Elle s'appelle Alice Caroll, dit-elle pour se présenter à son hôte. Le clin d'oeil est clair, et la référence valide : Alice Caroll aussi, s'est enfuie, et s'est perdue, un petit peu volontairement. Comme chez Lewis Caroll, la fable est absurde (on s'y enfuit tout le temps... en tournant en fait en rond!), en apparence du moins, car à la fin, tout s'explique, très simplement.

Alice ou la dernière fugue sera donc l'incursion de Chabrol dans le fantastique cinématographique (il cosigne un Fantomas pour la télé, et apparemment un téléfilm fantastique : Les gens de l'été) - même s'il lui arrive de tirer certaines séquences de ses film vers une stylisation et une abstraction qui peuvent parfois dégager un climat assez onirique.

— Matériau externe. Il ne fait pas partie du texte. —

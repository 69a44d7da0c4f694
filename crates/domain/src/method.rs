//! HTTP method enumeration

use std::fmt;
use std::str::FromStr;

use serde::{Deserialize, Serialize};

use crate::error::{DomainError, DomainResult};

/// HTTP methods the harness vocabulary exposes.
#[derive(Debug, Clone, Copy, PartialEq, Eq, Hash, Serialize, Deserialize, Default)]
#[serde(rename_all = "UPPERCASE")]
pub enum Method {
    /// HTTP GET method
    #[default]
    Get,
    /// HTTP POST method
    Post,
    /// HTTP PUT method
    Put,
    /// HTTP DELETE method
    Delete,
}

impl Method {
    /// Returns all methods the harness supports.
    #[must_use]
    pub const fn all() -> &'static [Self] {
        &[Self::Get, Self::Post, Self::Put, Self::Delete]
    }

    /// Returns whether this method carries a request body in the step
    /// vocabulary (POST and PUT steps always send one, GET and DELETE
    /// never do).
    #[must_use]
    pub const fn has_body(self) -> bool {
        matches!(self, Self::Post | Self::Put)
    }

    /// Returns the method as a static string.
    #[must_use]
    pub const fn as_str(self) -> &'static str {
        match self {
            Self::Get => "GET",
            Self::Post => "POST",
            Self::Put => "PUT",
            Self::Delete => "DELETE",
        }
    }
}

impl fmt::Display for Method {
    fn fmt(&self, f: &mut fmt::Formatter<'_>) -> fmt::Result {
        write!(f, "{}", self.as_str())
    }
}

impl FromStr for Method {
    type Err = DomainError;

    fn from_str(s: &str) -> DomainResult<Self> {
        match s.to_uppercase().as_str() {
            "GET" => Ok(Self::Get),
            "POST" => Ok(Self::Post),
            "PUT" => Ok(Self::Put),
            "DELETE" => Ok(Self::Delete),
            other => Err(DomainError::UnsupportedMethod(other.to_string())),
        }
    }
}
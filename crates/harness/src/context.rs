//! Scenario-scoped response history.
//!
//! One context per scenario, passed explicitly into each handler. The
//! history accessors return explicit errors instead of indexing past the
//! end of the vector.

use restcheck_domain::ApiResponse;

use crate::error::{HarnessError, HarnessResult};

/// Per-scenario state: every response received so far, in order.
#[derive(Debug, Clone, Default)]
pub struct ScenarioContext {
    responses: Vec<ApiResponse>,
}

impl ScenarioContext {
    /// Creates an empty context.
    #[must_use]
    pub const fn new() -> Self {
        Self {
            responses: Vec::new(),
        }
    }

    /// Appends a response to the history.
    pub fn record(&mut self, response: ApiResponse) {
        self.responses.push(response);
    }

    /// Clears the history. Each scenario gets a fresh context, so this
    /// only matters when a context is reused outside the runner.
    pub fn reset(&mut self) {
        self.responses.clear();
    }

    /// Number of responses recorded so far.
    #[must_use]
    pub fn len(&self) -> usize {
        self.responses.len()
    }

    /// Returns true if no response has been recorded yet.
    #[must_use]
    pub fn is_empty(&self) -> bool {
        self.responses.is_empty()
    }

    /// The most recent response.
    ///
    /// # Errors
    ///
    /// Returns [`HarnessError::NoResponses`] before the first request.
    pub fn last(&self) -> HarnessResult<&ApiResponse> {
        self.responses.last().ok_or(HarnessError::NoResponses)
    }

    /// The second-to-last and last responses, in that order.
    ///
    /// # Errors
    ///
    /// Returns [`HarnessError::InsufficientHistory`] when fewer than two
    /// responses have been recorded.
    pub fn last_two(&self) -> HarnessResult<(&ApiResponse, &ApiResponse)> {
        match self.responses.as_slice() {
            [.., previous, last] => Ok((previous, last)),
            _ => Err(HarnessError::InsufficientHistory {
                have: self.responses.len(),
            }),
        }
    }
}
//! Public facade aggregating the four use cases.
//!
//! # Design
//! `ChuckNorrisClient` wires adapter → repository → use cases by explicit
//! construction; embedders that want a different transport (or an offline
//! one, in tests) inject it through `with_api`. There is no service locator.
//! The only process-wide state is the shared `reqwest::Client`, which owns
//! the connection pool and is initialized at most once even under
//! concurrent first use.

use std::sync::Arc;

use once_cell::sync::OnceCell;

use crate::api::{HttpJokeApi, JokeApi, DEFAULT_BASE_URL};
use crate::error::Error;
use crate::repository::JokeRepository;
use crate::types::Joke;
use crate::usecase::{GetCategories, GetRandomJoke, GetRandomJokeByCategory, SearchJokes};

static SHARED_HTTP: OnceCell<reqwest::Client> = OnceCell::new();

#[cfg(test)]
static INIT_RUNS: std::sync::atomic::AtomicUsize = std::sync::atomic::AtomicUsize::new(0);

/// Hand out the process-wide HTTP client, building it on first use.
///
/// A build failure surfaces as `Error::Init`, distinct from request
/// failures, and leaves the cell empty so a later call may retry.
fn shared_http() -> Result<reqwest::Client, Error> {
    SHARED_HTTP
        .get_or_try_init(|| {
            #[cfg(test)]
            INIT_RUNS.fetch_add(1, std::sync::atomic::Ordering::SeqCst);
            reqwest::Client::builder().build().map_err(Error::Init)
        })
        .cloned()
}

/// Entry point for embedding applications.
///
/// Aggregates the four operations behind one object. Every method returns
/// the `Result` produced by its use case unchanged; nothing is re-wrapped,
/// so failure causes stay reachable through `std::error::Error::source`.
pub struct ChuckNorrisClient {
    get_random_joke: GetRandomJoke,
    get_random_joke_by_category: GetRandomJokeByCategory,
    get_categories: GetCategories,
    search_jokes: SearchJokes,
}

impl ChuckNorrisClient {
    /// Client against the production endpoint, on the shared transport.
    pub fn new() -> Result<Self, Error> {
        Self::with_base_url(DEFAULT_BASE_URL)
    }

    /// Client against an alternate endpoint, still on the shared transport.
    pub fn with_base_url(base_url: &str) -> Result<Self, Error> {
        let http = shared_http()?;
        Ok(Self::with_api(Box::new(HttpJokeApi::new(http, base_url))))
    }

    /// Client over an explicit transport implementation.
    pub fn with_api(api: Box<dyn JokeApi>) -> Self {
        let repository = Arc::new(JokeRepository::new(api));
        Self {
            get_random_joke: GetRandomJoke::new(Arc::clone(&repository)),
            get_random_joke_by_category: GetRandomJokeByCategory::new(Arc::clone(&repository)),
            get_categories: GetCategories::new(Arc::clone(&repository)),
            search_jokes: SearchJokes::new(repository),
        }
    }

    /// One random joke.
    pub async fn get_random_joke(&self) -> Result<Joke, Error> {
        self.get_random_joke.execute().await
    }

    /// One random joke from the given category.
    pub async fn get_random_joke_by_category(&self, category: &str) -> Result<Joke, Error> {
        self.get_random_joke_by_category.execute(category).await
    }

    /// All available categories.
    pub async fn get_categories(&self) -> Result<Vec<String>, Error> {
        self.get_categories.execute().await
    }

    /// Jokes whose text matches the query (minimum three characters).
    pub async fn search_jokes(&self, query: &str) -> Result<Vec<Joke>, Error> {
        self.search_jokes.execute(query).await
    }
}

#[cfg(test)]
mod tests {
    use super::*;
    use std::sync::atomic::Ordering;

    #[test]
    fn repeated_construction_initializes_shared_transport_once() {
        let _first = ChuckNorrisClient::new().unwrap();
        let _second = ChuckNorrisClient::new().unwrap();
        let _third = ChuckNorrisClient::with_base_url("http://localhost:3000/jokes").unwrap();
        assert_eq!(INIT_RUNS.load(Ordering::SeqCst), 1);
    }
}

Film fantastique, donc, et même film de genre. Alice ou la dernière fugue est de ces films dans lesquels on regarde une jeune femme déambuler longuement dans une demeure habitée d'une présence invisible mais presque palpable. Ici, ce n'est pas une jeune femme en déshabillé blanc errant au clair de lune, c'est Sylvia Krystel qui se promène, souvent en plein soleil, dans une belle maison de maitre française.

Alice est prisonnière de cette maison, et chaque fois qu'elle essaie de s'en échapper, le sentier de son évasion finit par l'y ramener. Et c'est déjà en fuyant qu'Alice est arrivée là.

Après une scène d'ouverture sèche et particulièrement bien jouée, nous montrant l'habituelle dispute conjugale inévitable dans bien des comédies dramatiques à la française, Alice quitte son mari. Lorsque celui-ci fait appel à la raison et lui déconseille de prendre la route alors qu'il pleut violemment, elle ne l'écoute pas et c'est à l'intérieur de sa voiture, derrière l'épais rideau de pluie qui recouvre les vitres que nous la retrouvons.

La scène ressemble fort à la fuite de Janet Leigh dans Psychose, jusqu'au climat angoissant qu'elle dégage. Puis le pare-brise, brusquement, éclate. Alice y dégage un trou, et parcours les quelques mètres la séparant du parc d'une belle demeure, apparue providentiellement au bord de la route, et ou elle compte se réfugier un moment.

C'est dans cette maison qu'elle va, convaincue par la gentillesse du vieux maitre de maison (Charles Vanel) accepter de passer une nuit avant de repartir. Pense-t-elle, car elle ne parviendra pas à quitter la demeure, ni le lendemain, ni les jours suivants...

On ne pourra pas reprocher à Chabrol d'y toucher du bout des doigts. Le cinéaste du mal être banal, de la monstruosité cachée sous le visage le plus ordinaire, s'applique à créer une ambiance, cherche des idées plastiques pour faire exister l'étrange zone dans laquelle Alice est tombée.

Avec ses moyens habituels.

Une photo très plate, très naturaliste, qui crée un climat à la fois étrange et ordinaire. Des idées visuelles très simples aussi, sur lesquels le cinéaste n'insiste pas : un escargot posé au millieu du pare brise de sa voiture qu'Alice observe longuement, des oiseaux morts qui jonchent le chemin devant-elle, des peintures de cieux nocturnes, de cygnes et de lacs calmes ornant les murs de sa chambre comme autant de fenêtres ouvertes sur une autre réalité. Un jeune homme tout de blanc vêtu qui lui interdit de poser des questions...et un pompiste bavard qui est son sosie.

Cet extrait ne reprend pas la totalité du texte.